Bringle based his comment on a survey that he and his colleagues Julie Hatcher and Thomas Hahn had conducted of 61 campuses that had signed the Action Statement, which found most committees were composed of community engagement staff and faculty. Departments such as purchasing and human resources, who might suggest ways to, say, buy more goods from local business or improve hiring and promotion to better achieve diversity, equity and inclusion goals, were largely absent. External representation was also lacking. Only one-in-five committees had a community representative and only one-in-20 had a government representative. Hahn concurred that there was “not the breadth we’d like to see” in the planning committees.
In terms of outcomes, overall, Bringle and his colleagues concluded that the first round of campus action plans had been more of a deepening tool (i.e., deepening the commitment of existing community engagement leaders) than a broadening tool that reach new audiences. That said, at the conference, some schools did report a shift to a more university-wide approach. At Fitchburg State in Massachusetts, attended by roughly 7,000 students, Professor David Weiss said their campus action plan had led to three important results: 1) an engagement in asset mapping, 2) a focus on community and economic development downtown through the development of an entrepreneurship center and a theater, and 3) the creation of an externally facing calendar to make university events more accessible to community members. At Western Michigan, Professor Bryan Gogan noted that his school was one of the few where government officials were actively involved in the drafting of the campus’ civic action plan.

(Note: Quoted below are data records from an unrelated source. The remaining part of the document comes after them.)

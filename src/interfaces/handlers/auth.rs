use actix_web::{get, post, web, HttpResponse, Responder};

use crate::entities::token::RefreshTokenRequest;
use crate::entities::user::{LoginUser, NewUser};
use crate::handlers::json_error::handle_auth_handler_error;
use crate::use_cases::extractors::AdminClaims;
use crate::AppState;

#[post("/register")]
pub async fn register(
    state: web::Data<AppState>,
    user: web::Json<NewUser>
) -> impl Responder {
    match state.auth_handler.register(user.into_inner()).await {
        Ok(response) => HttpResponse::Created().json(response),
        Err(e) => e.to_http_response(),
    }
}

#[post("/login")]
pub async fn login(
    state: web::Data<AppState>,
    user: web::Json<LoginUser>
) -> impl Responder {
    match state.auth_handler.login(user.into_inner()).await {
        Ok(auth_response) => HttpResponse::Ok().json(auth_response),
        Err(e) => handle_auth_handler_error(e),
    }
}

#[post("/refresh-token")]
pub async fn refresh_token(
    state: web::Data<AppState>,
    request: web::Json<RefreshTokenRequest>,
) -> impl Responder {
    match state.auth_handler.refresh_token(&request.refresh_token).await {
        Ok(auth_response) => HttpResponse::Ok().json(auth_response),
        Err(e) => handle_auth_handler_error(e),
    }
}

#[post("/logout")]
pub async fn logout(
    state: web::Data<AppState>,
) -> impl Responder {
    match state.auth_handler.logout() {
        Ok(_) => HttpResponse::Ok().json(serde_json::json!({"message": "Logged out successfully"})),
        Err(e) => handle_auth_handler_error(e),
    }
}

#[get("/dashboard")]
pub async fn admin_dashboard(
    admin: AdminClaims,
    _state: web::Data<AppState>
) -> impl Responder {
    HttpResponse::Ok().json(serde_json::json!({
        "message": format!("Welcome, admin {}", admin.0.sub)
    }))
}
//! Time Series Merger
//!
//! Left-joins chip sources onto the indicator-enriched price series by date.
//! The price series is the date axis: every price date yields exactly one
//! merged row and chip-only dates are discarded. Chip fields with no data for
//! a date are 0.

use chrono::NaiveDate;
use std::collections::{BTreeMap, HashMap};

use crate::models::{ChipFetch, ChipField, ChipValues, MergedRow, PriceRow};

/// Merge the price series with any number of chip fetch results
///
/// When a source lists the same date more than once, the last occurrence wins.
pub fn merge(primary: &[PriceRow], fetches: &[ChipFetch]) -> Vec<MergedRow> {
    let mut by_date: HashMap<NaiveDate, ChipValues> = HashMap::new();

    for fetch in fetches {
        let source = fetch.source();
        if let ChipFetch::Unavailable { reason, .. } = fetch {
            tracing::info!("Zero-filling {} fields: {}", source, reason);
            continue;
        }

        // Last occurrence per date within this source
        let mut latest: HashMap<NaiveDate, &BTreeMap<ChipField, f64>> = HashMap::new();
        for row in fetch.rows() {
            latest.insert(row.date, &row.values);
        }

        for (date, values) in latest {
            let entry = by_date.entry(date).or_default();
            for field in source.fields() {
                entry.set(*field, values.get(field).copied().unwrap_or(0.0));
            }
        }
    }

    let merged: Vec<MergedRow> = primary
        .iter()
        .map(|row| {
            let mut chips = by_date.get(&row.bar.date).copied().unwrap_or_default();
            chips.refresh_total();
            MergedRow {
                bar: row.bar.clone(),
                indicators: row.indicators.clone(),
                chips,
            }
        })
        .collect();

    let matched = merged
        .iter()
        .filter(|row| by_date.contains_key(&row.bar.date))
        .count();
    tracing::debug!(
        "Merged {} price rows with {} sources ({} rows carry chip data)",
        merged.len(),
        fetches.len(),
        matched
    );

    merged
}

#[cfg(test)]
mod tests {
    use super::*;
    use crate::models::{ChipRow, ChipSource, DailyBar};
    use crate::services::indicator_engine::enhance;

    fn date(y: i32, m: u32, d: u32) -> NaiveDate {
        NaiveDate::from_ymd_opt(y, m, d).unwrap()
    }

    fn primary() -> Vec<PriceRow> {
        let bars: Vec<DailyBar> = [(3, 100.0), (4, 102.0), (5, 101.0)]
            .iter()
            .map(|&(day, close)| DailyBar::new(date(2023, 1, day), close, close, close, close, 10))
            .collect();
        enhance(&bars)
    }

    #[test]
    fn test_end_to_end_left_join() {
        let fetches = vec![ChipFetch::Rows {
            source: ChipSource::Institutional,
            rows: vec![ChipRow::new(date(2023, 1, 4)).with(ChipField::ForeignNet, 500.0)],
        }];
        let merged = merge(&primary(), &fetches);

        assert_eq!(merged.len(), 3);
        assert_eq!(merged[0].chips.foreign_net, 0.0);
        assert_eq!(merged[1].chips.foreign_net, 500.0);
        assert_eq!(merged[2].chips.foreign_net, 0.0);
        assert_eq!(merged[1].chips.institutional_total, 500.0);
        // Fields the source did not supply are zero
        assert_eq!(merged[1].chips.trust_net, 0.0);
    }

    #[test]
    fn test_unavailable_sources_zero_fill() {
        let fetches = vec![
            ChipFetch::unavailable(ChipSource::Institutional, "blocked"),
            ChipFetch::unavailable(ChipSource::Margin, "timeout"),
        ];
        let merged = merge(&primary(), &fetches);

        assert_eq!(merged.len(), 3);
        for row in &merged {
            assert_eq!(row.chips, ChipValues::default());
        }
    }

    #[test]
    fn test_no_sources() {
        let merged = merge(&primary(), &[]);
        assert_eq!(merged.len(), 3);
        assert!(merged.iter().all(|r| r.chips == ChipValues::default()));
    }

    #[test]
    fn test_chip_only_dates_are_dropped_and_order_kept() {
        let fetches = vec![ChipFetch::Rows {
            source: ChipSource::Margin,
            rows: vec![
                ChipRow::new(date(2023, 1, 5)).with(ChipField::MarginDelta, -3.0),
                ChipRow::new(date(2023, 1, 6)).with(ChipField::MarginDelta, 9.0),
                ChipRow::new(date(2022, 12, 30)).with(ChipField::MarginDelta, 1.0),
            ],
        }];
        let merged = merge(&primary(), &fetches);
        let dates: Vec<NaiveDate> = merged.iter().map(|r| r.bar.date).collect();

        assert_eq!(dates, vec![date(2023, 1, 3), date(2023, 1, 4), date(2023, 1, 5)]);
        assert_eq!(merged[2].chips.margin_delta, -3.0);
    }

    #[test]
    fn test_duplicate_dates_keep_last() {
        let fetches = vec![ChipFetch::Rows {
            source: ChipSource::Institutional,
            rows: vec![
                ChipRow::new(date(2023, 1, 3))
                    .with(ChipField::ForeignNet, 1.0)
                    .with(ChipField::TrustNet, 7.0),
                ChipRow::new(date(2023, 1, 3)).with(ChipField::ForeignNet, 2.0),
            ],
        }];
        let merged = merge(&primary(), &fetches);

        assert_eq!(merged[0].chips.foreign_net, 2.0);
        // The last row did not carry trust_net
        assert_eq!(merged[0].chips.trust_net, 0.0);
    }

    #[test]
    fn test_multiple_sources_combine() {
        let fetches = vec![
            ChipFetch::Rows {
                source: ChipSource::Institutional,
                rows: vec![ChipRow::new(date(2023, 1, 4))
                    .with(ChipField::ForeignNet, 100.0)
                    .with(ChipField::TrustNet, 20.0)
                    .with(ChipField::DealerNet, -5.0)],
            },
            ChipFetch::Rows {
                source: ChipSource::Margin,
                rows: vec![ChipRow::new(date(2023, 1, 4)).with(ChipField::MarginBalance, 9000.0)],
            },
            ChipFetch::unavailable(ChipSource::Breadth, "not configured"),
        ];
        let merged = merge(&primary(), &fetches);
        let row = &merged[1];

        assert_eq!(row.chips.institutional_total, 115.0);
        assert_eq!(row.chips.margin_balance, 9000.0);
        assert_eq!(row.chips.buy_sell_diff, 0.0);
        // Indicators survive the merge untouched
        assert_eq!(row.indicators, primary()[1].indicators);
    }
}
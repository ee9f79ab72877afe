use serde::{Deserialize, Serialize};

use super::DailyBar;

/// Indicator values derived for one bar
///
/// Every field is `None` until its trailing window has enough history, or when
/// the arithmetic was not finite.
#[derive(Debug, Clone, Default, PartialEq, Serialize, Deserialize)]
pub struct IndicatorRow {
    // Moving Averages
    #[serde(skip_serializing_if = "Option::is_none")]
    pub ma5: Option<f64>,
    #[serde(skip_serializing_if = "Option::is_none")]
    pub ma10: Option<f64>,
    #[serde(skip_serializing_if = "Option::is_none")]
    pub ma20: Option<f64>,
    #[serde(skip_serializing_if = "Option::is_none")]
    pub ma60: Option<f64>,
    #[serde(skip_serializing_if = "Option::is_none")]
    pub ma120: Option<f64>,
    #[serde(skip_serializing_if = "Option::is_none")]
    pub ma240: Option<f64>,

    // Bollinger Bands (20-bar mean +/- 2 sample deviations)
    #[serde(skip_serializing_if = "Option::is_none")]
    pub bb_mid: Option<f64>,
    #[serde(skip_serializing_if = "Option::is_none")]
    pub bb_up: Option<f64>,
    #[serde(skip_serializing_if = "Option::is_none")]
    pub bb_low: Option<f64>,

    // Stochastic oscillator
    #[serde(skip_serializing_if = "Option::is_none")]
    pub k: Option<f64>,
    #[serde(skip_serializing_if = "Option::is_none")]
    pub d: Option<f64>,
    #[serde(skip_serializing_if = "Option::is_none")]
    pub j: Option<f64>,

    // MACD
    #[serde(skip_serializing_if = "Option::is_none")]
    pub dif: Option<f64>,
    #[serde(skip_serializing_if = "Option::is_none")]
    pub dea: Option<f64>,
    #[serde(skip_serializing_if = "Option::is_none")]
    pub macd_hist: Option<f64>,

    #[serde(skip_serializing_if = "Option::is_none")]
    pub rsi: Option<f64>,
}

impl IndicatorRow {
    /// Names and values in CSV column order
    pub fn fields(&self) -> [(&'static str, Option<f64>); 16] {
        [
            ("ma5", self.ma5),
            ("ma10", self.ma10),
            ("ma20", self.ma20),
            ("ma60", self.ma60),
            ("ma120", self.ma120),
            ("ma240", self.ma240),
            ("bb_mid", self.bb_mid),
            ("bb_up", self.bb_up),
            ("bb_low", self.bb_low),
            ("k", self.k),
            ("d", self.d),
            ("j", self.j),
            ("dif", self.dif),
            ("dea", self.dea),
            ("macd_hist", self.macd_hist),
            ("rsi", self.rsi),
        ]
    }
}

/// A daily bar together with its indicators
#[derive(Debug, Clone, PartialEq, Serialize, Deserialize)]
pub struct PriceRow {
    pub bar: DailyBar,
    pub indicators: IndicatorRow,
}
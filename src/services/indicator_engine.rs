//! Indicator Engine
//!
//! Attaches moving averages, Bollinger bands, K/D/J, MACD and RSI to a daily
//! bar series in one pass over the closes. Bars must be ordered oldest first.

use crate::constants::windows::{
    BOLLINGER_PERIOD, BOLLINGER_WIDTH, MACD_FAST, MACD_SIGNAL, MACD_SLOW, MA_PERIODS, RSI_COM,
    STOCHASTIC_PERIOD,
};
use crate::models::indicators::{
    calculate_bollinger, calculate_kdj, calculate_macd, calculate_rsi, calculate_sma,
};
use crate::models::{DailyBar, IndicatorRow, PriceRow, PriceSeries};
use std::time::Instant;

/// Compute indicators for every bar
///
/// Pure: the same input always yields the same output.
pub fn enhance(bars: &[DailyBar]) -> PriceSeries {
    let start = Instant::now();

    let closes: Vec<f64> = bars.iter().map(|b| b.close).collect();
    let highs: Vec<f64> = bars.iter().map(|b| b.high).collect();
    let lows: Vec<f64> = bars.iter().map(|b| b.low).collect();

    let ma_values: Vec<Vec<Option<f64>>> = MA_PERIODS
        .iter()
        .map(|&period| calculate_sma(&closes, period))
        .collect();
    let bollinger = calculate_bollinger(&closes, BOLLINGER_PERIOD, BOLLINGER_WIDTH);
    let kdj = calculate_kdj(&highs, &lows, &closes, STOCHASTIC_PERIOD);
    let macd = calculate_macd(&closes, MACD_FAST, MACD_SLOW, MACD_SIGNAL);
    let rsi = calculate_rsi(&closes, RSI_COM);

    let series: PriceSeries = bars
        .iter()
        .enumerate()
        .map(|(i, bar)| {
            let (bb_mid, bb_up, bb_low) = bollinger[i];
            let (k, d, j) = kdj[i];
            let (dif, dea, macd_hist) = macd[i];

            PriceRow {
                bar: bar.clone(),
                indicators: IndicatorRow {
                    ma5: ma_values[0][i],
                    ma10: ma_values[1][i],
                    ma20: ma_values[2][i],
                    ma60: ma_values[3][i],
                    ma120: ma_values[4][i],
                    ma240: ma_values[5][i],
                    bb_mid,
                    bb_up,
                    bb_low,
                    k,
                    d,
                    j,
                    dif,
                    dea,
                    macd_hist,
                    rsi: rsi[i],
                },
            }
        })
        .collect();

    tracing::debug!(
        "Computed indicators for {} bars in {:.2}ms",
        series.len(),
        start.elapsed().as_secs_f64() * 1000.0
    );

    series
}

#[cfg(test)]
mod tests {
    use super::*;
    use chrono::{Duration, NaiveDate};

    fn sample_bars(count: usize) -> Vec<DailyBar> {
        let start = NaiveDate::from_ymd_opt(2023, 1, 2).unwrap();
        (0..count)
            .map(|i| {
                let close = 100.0 + ((i * 7) % 13) as f64 - 6.0;
                DailyBar::new(
                    start + Duration::days(i as i64),
                    close - 0.5,
                    close + 1.0,
                    close - 1.5,
                    close,
                    1000 + i as u64,
                )
            })
            .collect()
    }

    #[test]
    fn test_enhance_is_idempotent() {
        let bars = sample_bars(300);
        let first = enhance(&bars);
        let second = enhance(&bars);
        assert_eq!(first, second);
    }

    #[test]
    fn test_warmup_windows() {
        let bars = sample_bars(70);
        let series = enhance(&bars);

        assert_eq!(series.len(), 70);
        assert!(series[3].indicators.ma5.is_none());
        assert!(series[4].indicators.ma5.is_some());
        assert!(series[18].indicators.bb_up.is_none());
        assert!(series[19].indicators.bb_up.is_some());
        assert!(series[58].indicators.ma60.is_none());
        assert!(series[59].indicators.ma60.is_some());
        assert!(series[69].indicators.ma120.is_none());

        // Recursive indicators are defined from the first bar
        assert_eq!(series[0].indicators.k, Some(50.0));
        assert_eq!(series[0].indicators.d, Some(50.0));
        assert_eq!(series[0].indicators.j, Some(50.0));
        assert_eq!(series[0].indicators.dif, Some(0.0));
        assert!(series[0].indicators.rsi.is_none());
    }

    #[test]
    fn test_bands_bracket_mid() {
        let bars = sample_bars(40);
        let series = enhance(&bars);
        for (i, row) in series.iter().enumerate().skip(19) {
            let ind = &row.indicators;
            assert!(ind.bb_up.unwrap() >= ind.bb_mid.unwrap());
            assert!(ind.bb_low.unwrap() <= ind.bb_mid.unwrap());
            assert_eq!(ind.bb_mid, ind.ma20);

            let window: Vec<f64> = bars[i - 19..=i].iter().map(|b| b.close).collect();
            let mean = window.iter().sum::<f64>() / 20.0;
            let std = (window.iter().map(|c| (c - mean).powi(2)).sum::<f64>() / 19.0).sqrt();
            assert!(std > 0.0);
            assert!((ind.bb_up.unwrap() - ind.bb_mid.unwrap() - 2.0 * std).abs() < 1e-9);
            assert!((ind.bb_mid.unwrap() - ind.bb_low.unwrap() - 2.0 * std).abs() < 1e-9);
        }
    }

    #[test]
    fn test_macd_histogram_is_twice_spread() {
        let series = enhance(&sample_bars(60));
        let mut nonzero = 0;
        for row in &series {
            let ind = &row.indicators;
            let spread = ind.dif.unwrap() - ind.dea.unwrap();
            assert!((ind.macd_hist.unwrap() - 2.0 * spread).abs() < 1e-12);
            if spread.abs() > 1e-6 {
                nonzero += 1;
            }
        }
        assert!(nonzero > 0);
    }

    #[test]
    fn test_flat_series_has_no_non_finite_values() {
        let date = NaiveDate::from_ymd_opt(2023, 1, 2).unwrap();
        let bars: Vec<DailyBar> = (0..30)
            .map(|i| DailyBar::new(date + Duration::days(i), 10.0, 10.0, 10.0, 10.0, 0))
            .collect();
        let series = enhance(&bars);

        for row in &series {
            for (_, value) in row.indicators.fields() {
                if let Some(v) = value {
                    assert!(v.is_finite());
                }
            }
            // No losses at all: RSI is undefined
            assert!(row.indicators.rsi.is_none());
        }
        assert!((series[29].indicators.k.unwrap() - 50.0).abs() < 1e-9);
    }

    #[test]
    fn test_empty_series() {
        assert!(enhance(&[]).is_empty());
    }
}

For some campuses, even if the action plan hadn’t been completed, organizational culture had shifted. For example, host campus IUPUI, long a civic engagement leader, is now part of a consortium of nonprofit and public institutions that is partnering with the local chamber of commerce to increase local spending as a way of driving more economic activity into the local community. In Ogden, Utah, Weber State has partnered with nonprofit and public institutions, as well as residents, in work groups focused on health, education and housing—with efforts concentrated on specific low-income census tracts.
At the conference, Julie Hatcher, a professor at IUPUI, placed the results in developmental terms. The process maps the change in higher education from “just service learning” to broader anchor-institution work, she said. “We collectively need to do more.” It was also mentioned, based on past experience with the rise of community engagement programs, that perhaps future rounds of the campus action plan process might lead to greater cultural change over time.
In a sense, then, perhaps the halting university movement to embrace a community-serving mission across the institution is similar to the slow shift in philanthropy to align investments of the corpus of the foundation with grantmaking. After all, the FB Heron Foundation wrote about using mission-related investing (now often called impact investing) to align grantmaking and investments in 2004, but it was only in recent years that we have seen foundations begin to seriously consider the adoption of impact investing as policy.
Last fall, Nancy Cantor, chancellor of the University of Rutgers-Newark, noted in an address in South Africa the work ahead. The task, Cantor said, involves moving “from an exclusion mindset about what universities are, a selective mindset, to an inclusive mindset.”